» YOUR ASSIGNMENT: Working from the records below, repeat exactly the lines starting at the line that contains "let mut prev_hash: Option<String> = None;" and ending at the line that contains "if *claimed != recomputed", inclusive.

» MATERIAL PROVIDED:

########################################

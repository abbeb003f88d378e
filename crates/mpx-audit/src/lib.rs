//! Timeline recorder for orders.
//!
//! Every order carries an append-only timeline. Entries are only ever added
//! through [`TimelineRecorder::append`], which assigns a monotonic `seq`,
//! clamps timestamps so they never go backwards, and links each entry to its
//! predecessor with a SHA-256 hash chain:
//!
//! - `hash_prev` = `hash_self` of the previous entry (`None` for the first)
//! - `hash_self` = SHA-256 of the canonical JSON of the entry with
//!   `hash_self` removed
//!
//! [`verify_timeline`] recomputes the chain and reports the first entry that
//! was edited, removed or reordered after the fact.

use chrono::{DateTime, Utc};
use mpx_schemas::TimelineEvent;
use serde::Serialize;
use serde_json::Value;
use sha2::{Digest, Sha256};

#[derive(Debug, thiserror::Error)]
pub enum TimelineError {
    #[error("timeline event serialization failed: {0}")]
    Codec(#[from] serde_json::Error),
}

/// Input for one timeline entry; the recorder fills in ordering and hashes.
#[derive(Debug, Clone)]
pub struct NewTimelineEntry {
    pub status: String,
    pub description: String,
    pub updated_by: String,
    pub timestamp: DateTime<Utc>,
    pub request_id: Option<String>,
}

/// Appends entries to a single order's timeline.
pub struct TimelineRecorder<'a> {
    events: &'a mut Vec<TimelineEvent>,
}

impl<'a> TimelineRecorder<'a> {
    pub fn new(events: &'a mut Vec<TimelineEvent>) -> Self {
        Self { events }
    }

    /// Append one entry and return a copy of what was stored.
    pub fn append(&mut self, entry: NewTimelineEntry) -> Result<TimelineEvent, TimelineError> {
        let last = self.events.last();
        let seq = self.events.len() as u64;
        let hash_prev = last.and_then(|e| e.hash_self.clone());
        // Ordering is creation order; a skewed caller clock must not make
        // the timeline run backwards.
        let timestamp = match last {
            Some(prev) if entry.timestamp < prev.timestamp => prev.timestamp,
            _ => entry.timestamp,
        };

        let mut ev = TimelineEvent {
            seq,
            status: entry.status,
            description: entry.description,
            updated_by: entry.updated_by,
            timestamp,
            request_id: entry.request_id,
            hash_prev,
            hash_self: None,
        };
        ev.hash_self = Some(compute_event_hash(&ev)?);

        self.events.push(ev.clone());
        Ok(ev)
    }

    pub fn len(&self) -> usize {
        self.events.len()
    }

    pub fn is_empty(&self) -> bool {
        self.events.is_empty()
    }
}

/// Returns the entry appended by `request_id`, if any.
pub fn find_request<'t>(events: &'t [TimelineEvent], request_id: &str) -> Option<&'t TimelineEvent> {
    events
        .iter()
        .find(|e| e.request_id.as_deref() == Some(request_id))
}

/// True when `after` is `before` with zero or more entries appended.
pub fn is_append_only(before: &[TimelineEvent], after: &[TimelineEvent]) -> bool {
    after.len() >= before.len() && before.iter().zip(after).all(|(a, b)| a == b)
}

/// Canonicalize by sorting keys recursively and emitting compact JSON.
fn canonical_json<T: Serialize>(v: &T) -> Result<String, TimelineError> {
    let raw = serde_json::to_value(v)?;
    Ok(serde_json::to_string(&sort_keys(&raw))?)
}

fn sort_keys(v: &Value) -> Value {
    match v {
        Value::Object(map) => {
            let mut keys: Vec<_> = map.keys().cloned().collect();
            keys.sort();
            let mut new = serde_json::Map::new();
            for k in keys {
                new.insert(k.clone(), sort_keys(&map[&k]));
            }
            Value::Object(new)
        }
        Value::Array(arr) => Value::Array(arr.iter().map(sort_keys).collect()),
        _ => v.clone(),
    }
}

/// Hash is computed over the entry WITHOUT `hash_self` (no self-reference).
pub fn compute_event_hash(ev: &TimelineEvent) -> Result<String, TimelineError> {
    let mut clone = ev.clone();
    clone.hash_self = None;

    let canonical = canonical_json(&clone)?;
    let mut hasher = Sha256::new();
    hasher.update(canonical.as_bytes());
    Ok(hex::encode(hasher.finalize()))
}

/// Result of timeline verification.
#[derive(Debug, Clone, PartialEq, Eq)]
pub enum VerifyResult {
    Valid { events: usize },
    /// First broken entry (zero-based index into the timeline).
    Broken { index: usize, reason: String },
}

impl VerifyResult {
    pub fn is_valid(&self) -> bool {
        matches!(self, VerifyResult::Valid { .. })
    }
}

pub fn verify_timeline(events: &[TimelineEvent]) -> Result<VerifyResult, TimelineError> {
    let mut prev_hash: Option<String> = None;
    let mut prev_ts: Option<DateTime<Utc>> = None;

    for (i, ev) in events.iter().enumerate() {
        if ev.seq != i as u64 {
            return Ok(VerifyResult::Broken {
                index: i,
                reason: format!("seq mismatch: expected {i}, got {}", ev.seq),
            });
        }

        if ev.hash_prev != prev_hash {
            return Ok(VerifyResult::Broken {
                index: i,
                reason: format!(
                    "hash_prev mismatch: expected {:?}, got {:?}",
                    prev_hash, ev.hash_prev
                ),
            });
        }

        match &ev.hash_self {
            Some(claimed) => {
                let recomputed = compute_event_hash(ev)?;
                if *claimed != recomputed {
                    return Ok(VerifyResult::Broken {
                        index: i,
                        reason: format!(
                            "hash_self mismatch: claimed {claimed}, recomputed {recomputed}"
                        ),
                    });
                }
            }
            None => {
                return Ok(VerifyResult::Broken {
                    index: i,
                    reason: "hash_self missing".to_string(),
                });
            }
        }

        if let Some(prev) = prev_ts {
            if ev.timestamp < prev {
                return Ok(VerifyResult::Broken {
                    index: i,
                    reason: "timestamp earlier than previous entry".to_string(),
                });
            }
        }

        prev_hash = ev.hash_self.clone();
        prev_ts = Some(ev.timestamp);
    }

    Ok(VerifyResult::Valid {
        events: events.len(),
    })
}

########################################

» WRITTEN SOLUTION:
    let mut prev_hash: Option<String> = None;
    let mut prev_ts: Option<DateTime<Utc>> = None;

    for (i, ev) in events.iter().enumerate() {
        if ev.seq != i as u64 {
            return Ok(VerifyResult::Broken {
                index: i,
                reason: format!("seq mismatch: expected {i}, got {}", ev.seq),
            });
        }

        if ev.hash_prev != prev_hash {
            return Ok(VerifyResult::Broken {
                index: i,
                reason: format!(
                    "hash_prev mismatch: expected {:?}, got {:?}",
                    prev_hash, ev.hash_prev
                ),
            });
        }

        match &ev.hash_self {
            Some(claimed) => {
                let recomputed = compute_event_hash(ev)?;
                if *claimed != recomputed {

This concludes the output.